LC instrument | Buffers from previous runs can interfere with the CAD response so avoid using mobile phases with nonvolatile chemicals, even when your CAD is disconnected from the instrument |
Columns | Have dedicated columns that are not used for other analysis with a high concentration of non-volatile buffers. Flush all new columns to waste for several column volumes before connecting to your CAD |
Nitrogen supply | A gas generator to supply stable ultra-pure nitrogen flow is highly recommended over tanks and cylinders |
Exhaust | Centralized exhaust systems have less pulsation and are the better choice over individual motors |
Lab conditions | Avoid placing your HPLC-CAD system in areas with heavy airflow and temperature fluctuations |
HPLC instrument
The best-case scenario is for you to have a dedicated LC-CAD system free of use with non-volatile additives, like phosphate buffers or non-volatile ion pairing reagents. But, if you do plan to use your LC instrument for multiple methods, you should avoid using non-volatile mobile phase additives, even when your CAD is disconnected.

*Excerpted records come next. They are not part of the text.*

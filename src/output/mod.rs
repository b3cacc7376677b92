//
//  upcloud-api
//  output/mod.rs
//
//  Created by Ngonidzashe Mangudya on 2026/10/19.
//  Copyright (c) 2026 IAMNGONI. All rights reserved.
//

//! # Output Module
//!
//! Renders command results either as tables for interactive use or as
//! pretty-printed JSON for scripting (`--json`).
//!
//! ## Core Components
//!
//! - [`OutputFormat`]: The available output formats
//! - [`OutputWriter`]: Main entry point for writing formatted output
//! - [`TableRow`]: Types listed one per table row
//! - [`TableOutput`]: Types printed as a single detail view
//!
//! ## Example
//!
//! ```rust,ignore
//! use upcloud_api::output::{OutputFormat, OutputWriter};
//!
//! let writer = OutputWriter::new(OutputFormat::Json);
//! writer.write_list(&servers)?;
//! writer.write_success("Server stopped");
//! ```

mod table;

pub use table::*;

use serde::Serialize;

/// Output formats supported by `upctl`.
#[derive(Debug, Clone, Copy, Default, PartialEq, Eq)]
pub enum OutputFormat {
    #[default]
    Table,
    Json,
}

/// A value listed as one row of a table.
pub trait TableRow {
    /// Column headers, in row order.
    fn headers() -> &'static [&'static str];

    /// Cell values for this value.
    fn row(&self, color: bool) -> Vec<String>;
}

/// A value printed as a detail view.
pub trait TableOutput {
    /// Prints the value in human-readable form.
    fn print_table(&self, color: bool);
}

/// Writes command results in the selected format.
pub struct OutputWriter {
    format: OutputFormat,
    color: bool,
}

impl OutputWriter {
    pub fn new(format: OutputFormat) -> Self {
        Self {
            format,
            color: console::colors_enabled(),
        }
    }

    /// Chooses JSON when `json` is set, tables otherwise.
    pub fn from_flag(json: bool) -> Self {
        Self::new(if json {
            OutputFormat::Json
        } else {
            OutputFormat::Table
        })
    }

    pub fn format(&self) -> OutputFormat {
        self.format
    }

    /// Writes a single value.
    pub fn write<T: Serialize + TableOutput>(&self, value: &T) -> anyhow::Result<()> {
        match self.format {
            OutputFormat::Json => println!("{}", serde_json::to_string_pretty(value)?),
            OutputFormat::Table => value.print_table(self.color),
        }
        Ok(())
    }

    /// Writes a list of values, as a table or a JSON array.
    pub fn write_list<T: Serialize + TableRow>(&self, values: &[T]) -> anyhow::Result<()> {
        match self.format {
            OutputFormat::Json => println!("{}", serde_json::to_string_pretty(values)?),
            OutputFormat::Table => {
                if values.is_empty() {
                    println!("No results");
                    return Ok(());
                }
                render_list(values, self.color).print();
            }
        }
        Ok(())
    }

    /// Prints a success message to stderr, so JSON on stdout stays clean.
    pub fn write_success(&self, msg: &str) {
        use console::style;
        if self.color {
            eprintln!("{} {}", style("✓").green().bold(), msg);
        } else {
            eprintln!("{}", msg);
        }
    }
}

fn render_list<T: TableRow>(values: &[T], color: bool) -> TableBuilder {
    TableBuilder::new()
        .color(color)
        .headers(T::headers().iter().copied())
        .rows(values.iter().map(|v| v.row(color)))
}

Of course, this situation may not be ideal for your budget or lab space, so the next best practice is to perform extensive flushing and exchanging all wetted parts of your LC system that can retain non-volatiles as they may have a “memory effect.”
Memory effect refers to the slow and persistent release of semi- and non-volatile compounds used during previous runs, which can result in baseline disturbances, noise, and higher background currents. Typically, this exchange includes your solvent lines, inlet frits and columns.

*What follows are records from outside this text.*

//
//  upcloud-api
//  service/storage.rs
//
//  Created by Ngonidzashe Mangudya on 2026/10/19.
//  Copyright (c) 2026 IAMNGONI. All rights reserved.
//

//! Storage, backup and storage import operations.

use serde::de::IgnoredAny;
use tokio_util::sync::CancellationToken;

use super::Service;
use crate::api::common::{Error, Result};
use crate::api::server::{ServerDetails, ServerDetailsEnvelope};
use crate::api::storage::{
    AttachStorageRequest, CancelStorageImportRequest, CloneStorageRequest, CreateBackupRequest,
    CreateStorageImportRequest, CreateStorageRequest, DeleteStorageRequest, DetachStorageRequest,
    GetStorageDetailsRequest, GetStorageImportDetailsRequest, GetStoragesRequest,
    ModifyStorageRequest, ResizeBackupEnvelope, ResizeStorageFilesystemBackup,
    ResizeStorageFilesystemRequest, RestoreBackupRequest, SourceLocation, Storage,
    StorageDetails, StorageDetailsEnvelope, StorageImportDetails, StorageImportEnvelope,
    StorageImportSource, StoragesEnvelope, WaitForStorageImportCompletionRequest,
    WaitForStorageStateRequest,
};
use crate::api::upload::direct_upload;
use crate::api::wait::{import_verdict, poll_until, storage_state_verdict, PollPolicy};

impl Service {
    /// Lists storages, optionally filtered.
    pub async fn get_storages(
        &self,
        ctx: &CancellationToken,
        req: &GetStoragesRequest,
    ) -> Result<Vec<Storage>> {
        let mut out = StoragesEnvelope::default();
        self.client.get(ctx, req, &mut out).await?;
        Ok(out.storages.storage)
    }

    /// Returns the full description of one storage.
    pub async fn get_storage_details(
        &self,
        ctx: &CancellationToken,
        req: &GetStorageDetailsRequest,
    ) -> Result<StorageDetails> {
        let mut out = StorageDetailsEnvelope::default();
        self.client.get(ctx, req, &mut out).await?;
        Ok(out.storage)
    }

    /// Creates an empty storage.
    pub async fn create_storage(
        &self,
        ctx: &CancellationToken,
        req: &CreateStorageRequest,
    ) -> Result<StorageDetails> {
        let mut out = StorageDetailsEnvelope::default();
        self.client.create(ctx, req, &mut out).await?;
        Ok(out.storage)
    }

    /// Modifies a storage.
    pub async fn modify_storage(
        &self,
        ctx: &CancellationToken,
        req: &ModifyStorageRequest,
    ) -> Result<StorageDetails> {
        let mut out = StorageDetailsEnvelope::default();
        self.client.modify(ctx, req, &mut out).await?;
        Ok(out.storage)
    }

    /// Deletes a storage.
    pub async fn delete_storage(&self, ctx: &CancellationToken, req: &DeleteStorageRequest) -> Result<()> {
        self.client.delete(ctx, req).await
    }

    /// Attaches a storage to a server and returns the updated server.
    pub async fn attach_storage(
        &self,
        ctx: &CancellationToken,
        req: &AttachStorageRequest,
    ) -> Result<ServerDetails> {
        let mut out = ServerDetailsEnvelope::default();
        self.client.create(ctx, req, &mut out).await?;
        Ok(out.server)
    }

    /// Detaches a storage from a server and returns the updated server.
    pub async fn detach_storage(
        &self,
        ctx: &CancellationToken,
        req: &DetachStorageRequest,
    ) -> Result<ServerDetails> {
        let mut out = ServerDetailsEnvelope::default();
        self.client.create(ctx, req, &mut out).await?;
        Ok(out.server)
    }

    /// Clones a storage and returns the new one.
    pub async fn clone_storage(
        &self,
        ctx: &CancellationToken,
        req: &CloneStorageRequest,
    ) -> Result<StorageDetails> {
        let mut out = StorageDetailsEnvelope::default();
        self.client.create(ctx, req, &mut out).await?;
        Ok(out.storage)
    }

    /// Takes a backup and returns the backup storage.
    pub async fn create_backup(
        &self,
        ctx: &CancellationToken,
        req: &CreateBackupRequest,
    ) -> Result<StorageDetails> {
        let mut out = StorageDetailsEnvelope::default();
        self.client.create(ctx, req, &mut out).await?;
        Ok(out.storage)
    }

    /// Restores a backup. The API answers with no content.
    pub async fn restore_backup(&self, ctx: &CancellationToken, req: &RestoreBackupRequest) -> Result<()> {
        self.client.create(ctx, req, &mut IgnoredAny).await
    }

    /// Grows a storage's filesystem to fill the storage.
    ///
    /// Returns the backup taken before the resize.
    pub async fn resize_storage_filesystem(
        &self,
        ctx: &CancellationToken,
        req: &ResizeStorageFilesystemRequest,
    ) -> Result<ResizeStorageFilesystemBackup> {
        let mut out = ResizeBackupEnvelope::default();
        self.client.create(ctx, req, &mut out).await?;
        Ok(out.resize_backup)
    }

    /// Starts a storage import.
    ///
    /// For [`StorageImportSource::HttpImport`] the API fetches
    /// `source_location` itself. For [`StorageImportSource::DirectUpload`] the
    /// data is streamed from the given file or reader to the pre-signed URL
    /// returned by the API, and the details are read back after the upload.
    ///
    /// # Errors
    ///
    /// - [`Error::InvalidArgument`] for a missing source, or a stream given
    ///   to an HTTP import
    /// - [`Error::SourceOpen`] if the upload file cannot be opened
    /// - [`Error::Protocol`] if the API returns no upload URL
    pub async fn create_storage_import(
        &self,
        ctx: &CancellationToken,
        req: CreateStorageImportRequest,
    ) -> Result<StorageImportDetails> {
        if req.source == StorageImportSource::DirectUpload {
            return direct_upload(&self.client, ctx, req).await;
        }
        if matches!(req.source_location, SourceLocation::Stream(_)) {
            return Err(Error::InvalidArgument(
                "unsupported source location type".to_string(),
            ));
        }

        let mut out = StorageImportEnvelope::default();
        self.client.create(ctx, &req, &mut out).await?;
        Ok(out.storage_import)
    }

    /// Returns the state of a storage's current import.
    pub async fn get_storage_import_details(
        &self,
        ctx: &CancellationToken,
        req: &GetStorageImportDetailsRequest,
    ) -> Result<StorageImportDetails> {
        let mut out = StorageImportEnvelope::default();
        self.client.get(ctx, req, &mut out).await?;
        Ok(out.storage_import)
    }

    /// Cancels a running import.
    pub async fn cancel_storage_import(
        &self,
        ctx: &CancellationToken,
        req: &CancelStorageImportRequest,
    ) -> Result<StorageImportDetails> {
        let mut out = StorageImportEnvelope::default();
        self.client.create(ctx, req, &mut out).await?;
        Ok(out.storage_import)
    }

    /// Polls a storage until it reaches `desired_state`.
    pub async fn wait_for_storage_state(
        &self,
        ctx: &CancellationToken,
        req: &WaitForStorageStateRequest,
    ) -> Result<StorageDetails> {
        let policy = PollPolicy {
            interval: self.client.poll_interval(),
            timeout: req.timeout,
            sleep_first: false,
        };
        let details_request = &GetStorageDetailsRequest {
            uuid: req.uuid.clone(),
        };

        poll_until(
            ctx,
            policy,
            move || self.get_storage_details(ctx, details_request),
            |details| storage_state_verdict(details.storage.state, req.desired_state),
        )
        .await
    }

    /// Polls an import until it completes.
    ///
    /// # Errors
    ///
    /// Returns [`Error::ImportFailed`] when the import ends in `failed`,
    /// `cancelled` or `cancelling`. The error carries the last details and a
    /// [`ServiceError`](crate::api::ServiceError) built from the import's
    /// error code and message, or from the state name when those are empty.
    pub async fn wait_for_storage_import_completion(
        &self,
        ctx: &CancellationToken,
        req: &WaitForStorageImportCompletionRequest,
    ) -> Result<StorageImportDetails> {
        let policy = PollPolicy {
            interval: self.client.poll_interval(),
            timeout: req.timeout,
            sleep_first: false,
        };
        let details_request = &GetStorageImportDetailsRequest {
            uuid: req.storage_uuid.clone(),
        };

        poll_until(
            ctx,
            policy,
            move || self.get_storage_import_details(ctx, details_request),
            import_verdict,
        )
        .await
    }
}

#[cfg(test)]
mod tests {
    use std::time::Duration;

    use crate::api::storage::{
        CreateStorageImportRequest, SourceLocation, StorageImportSource, StorageImportState,
        StorageState, WaitForStorageImportCompletionRequest, WaitForStorageStateRequest,
    };
    use crate::service::testing::service_for;
    use crate::Error;
    use mockito::Matcher;
    use serde_json::json;
    use tokio_util::sync::CancellationToken;

    #[tokio::test]
    async fn test_http_import_is_plain_create() {
        let mut server = mockito::Server::new_async().await;
        let mock = server
            .mock("POST", "/storage/01bb/import")
            .match_body(Matcher::Json(json!({"storage_import": {
                "source": "http_import",
                "source_location": "https://example.com/disk.img"
            }})))
            .with_status(201)
            .with_body(r#"{"storage_import":{"uuid":"07a6","state":"pending","source":"http_import"}}"#)
            .create_async()
            .await;

        let service = service_for(&server);
        let details = service
            .create_storage_import(
                &CancellationToken::new(),
                CreateStorageImportRequest {
                    storage_uuid: "01bb".to_string(),
                    source: StorageImportSource::HttpImport,
                    source_location: SourceLocation::Path("https://example.com/disk.img".to_string()),
                    content_type: None,
                },
            )
            .await
            .unwrap();

        mock.assert_async().await;
        assert_eq!(details.state, StorageImportState::Pending);
    }

    #[tokio::test]
    async fn test_http_import_rejects_stream() {
        let server = mockito::Server::new_async().await;
        let service = service_for(&server);
        let err = service
            .create_storage_import(
                &CancellationToken::new(),
                CreateStorageImportRequest {
                    storage_uuid: "01bb".to_string(),
                    source: StorageImportSource::HttpImport,
                    source_location: SourceLocation::stream(tokio::io::empty()),
                    content_type: None,
                },
            )
            .await
            .unwrap_err();
        assert_eq!(err.to_string(), "unsupported source location type");
    }

    #[tokio::test]
    async fn test_wait_for_import_failure() {
        let mut server = mockito::Server::new_async().await;
        server
            .mock("GET", "/storage/01bb/import")
            .with_status(200)
            .with_body(r#"{"storage_import":{"state":"running","read_bytes":10}}"#)
            .expect(1)
            .create_async()
            .await;
        server
            .mock("GET", "/storage/01bb/import")
            .with_status(200)
            .with_body(r#"{"storage_import":{"state":"failed","error_code":"ERR","error_message":"boom"}}"#)
            .create_async()
            .await;

        let service = service_for(&server);
        let req = WaitForStorageImportCompletionRequest {
            storage_uuid: "01bb".to_string(),
            timeout: Duration::from_secs(10),
        };
        let err = service
            .wait_for_storage_import_completion(&CancellationToken::new(), &req)
            .await
            .unwrap_err();

        match err {
            Error::ImportFailed { details, source } => {
                assert_eq!(source.code, "ERR");
                assert_eq!(source.message, "boom");
                assert_eq!(details.state, StorageImportState::Failed);
            }
            other => panic!("unexpected error: {other}"),
        }
    }

    #[tokio::test]
    async fn test_wait_for_import_completion() {
        let mut server = mockito::Server::new_async().await;
        server
            .mock("GET", "/storage/01bb/import")
            .with_status(200)
            .with_body(r#"{"storage_import":{"state":"completed","sha256sum":"fd80"}}"#)
            .create_async()
            .await;

        let service = service_for(&server);
        let req = WaitForStorageImportCompletionRequest {
            storage_uuid: "01bb".to_string(),
            timeout: Duration::from_secs(10),
        };
        let details = service
            .wait_for_storage_import_completion(&CancellationToken::new(), &req)
            .await
            .unwrap();
        assert_eq!(details.sha256sum, "fd80");
    }

    #[tokio::test]
    async fn test_wait_for_storage_state_fetches_first() {
        let mut server = mockito::Server::new_async().await;
        let mock = server
            .mock("GET", "/storage/01bb")
            .with_status(200)
            .with_body(r#"{"storage":{"uuid":"01bb","state":"online"}}"#)
            .expect(1)
            .create_async()
            .await;

        // A long poll interval proves the first read is not delayed.
        let service = crate::Service::new(
            service_for(&server)
                .client()
                .clone()
                .with_poll_interval(Duration::from_secs(30)),
        );
        let req = WaitForStorageStateRequest {
            uuid: "01bb".to_string(),
            desired_state: StorageState::Online,
            timeout: Duration::from_secs(60),
        };
        let details = tokio::time::timeout(
            Duration::from_secs(5),
            service.wait_for_storage_state(&CancellationToken::new(), &req),
        )
        .await
        .unwrap()
        .unwrap();

        mock.assert_async().await;
        assert_eq!(details.storage.state, StorageState::Online);
    }

    #[tokio::test]
    async fn test_restore_backup_empty_body() {
        let mut server = mockito::Server::new_async().await;
        let mock = server
            .mock("POST", "/storage/02cc/restore")
            .with_status(204)
            .create_async()
            .await;

        let service = service_for(&server);
        tokio_test::assert_ok!(
            service
                .restore_backup(
                    &CancellationToken::new(),
                    &crate::api::storage::RestoreBackupRequest {
                        uuid: "02cc".to_string()
                    },
                )
                .await
        );
        mock.assert_async().await;
    }
}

Flushing out inorganic salts from columns that were used with non-volatile buffers can take an extremely long time, so consider dedicating a column to use with CAD-friendly mobile phases.
In cases of severe contamination, you may want to swap other components such as the degasser cartridges.

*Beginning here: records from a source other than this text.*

//
//  upcloud-api
//  api/server.rs
//
//  Created by Ngonidzashe Mangudya on 2026/10/19.
//  Copyright (c) 2026 IAMNGONI. All rights reserved.
//

//! Server API types and data structures.
//!
//! # Server Lifecycle
//!
//! ```text
//! maintenance -> started -> (stop) -> maintenance -> stopped
//!                        \-> (restart) -> maintenance -> started
//! ```
//!
//! A freshly created server may report its previous state for a short while
//! before it enters `maintenance`; see the wait loops in
//! [`crate::api::wait`].
//!
//! # Endpoints
//!
//! | Request | Method | Path |
//! |---------|--------|------|
//! | [`GetServerSizesRequest`] | GET | `/server_size` |
//! | [`GetServersRequest`] | GET | `/server` |
//! | [`GetServerDetailsRequest`] | GET | `/server/{uuid}` |
//! | [`CreateServerRequest`] | POST | `/server` |
//! | [`StartServerRequest`] | POST | `/server/{uuid}/start` |
//! | [`StopServerRequest`] | POST | `/server/{uuid}/stop` |
//! | [`RestartServerRequest`] | POST | `/server/{uuid}/restart` |
//! | [`ModifyServerRequest`] | PUT | `/server/{uuid}` |
//! | [`DeleteServerRequest`] | DELETE | `/server/{uuid}` |
//! | [`DeleteServerAndStoragesRequest`] | DELETE | `/server/{uuid}?storages=1` |

use std::fmt;
use std::time::Duration;

use serde::{Deserialize, Serialize};

use crate::api::common::Boolean;
use crate::api::request::{envelope, Request};

/// Added to the server-side stop timeout to form the transport timeout.
pub const STOP_TIMEOUT_GRACE: Duration = Duration::from_secs(10);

You may want to couple your CAD to an optical detector like a variable wavelength detector (VWD) or diode array detector (DAD). Because the CAD is a destructive detector, you must use the CAD as the last detector in the flow path, downstream from an optical detector.
Complementary detection techniques can give much deeper insights about a sample, so you can use the CAD with one or more optical detectors, and a mass spectrometer (MS) as well.
But, keep in mind that the CAD and MS are both destructive, so you’ll need to split the mobile phase flow between the two detectors. For setups using both CAD and MS, you can add an additional optical detector after the column, prior to the flow splitter.
Nitrogen gas supply
The CAD requires a constant gas supply pressure of 4.8 bar (70 psi) with a maximum supply pressure of 6.2 bar (80 psi), and typically uses 4 L/min of nitrogen gas.
You should ensure the gas source is ≥ 95% purity and free from water vapor, hydrocarbons/oil vapor, and particulates (> 0.1 μm). If necessary, use a sub-micron particle or carbon filter combined with a water condensation trap close to the gas source.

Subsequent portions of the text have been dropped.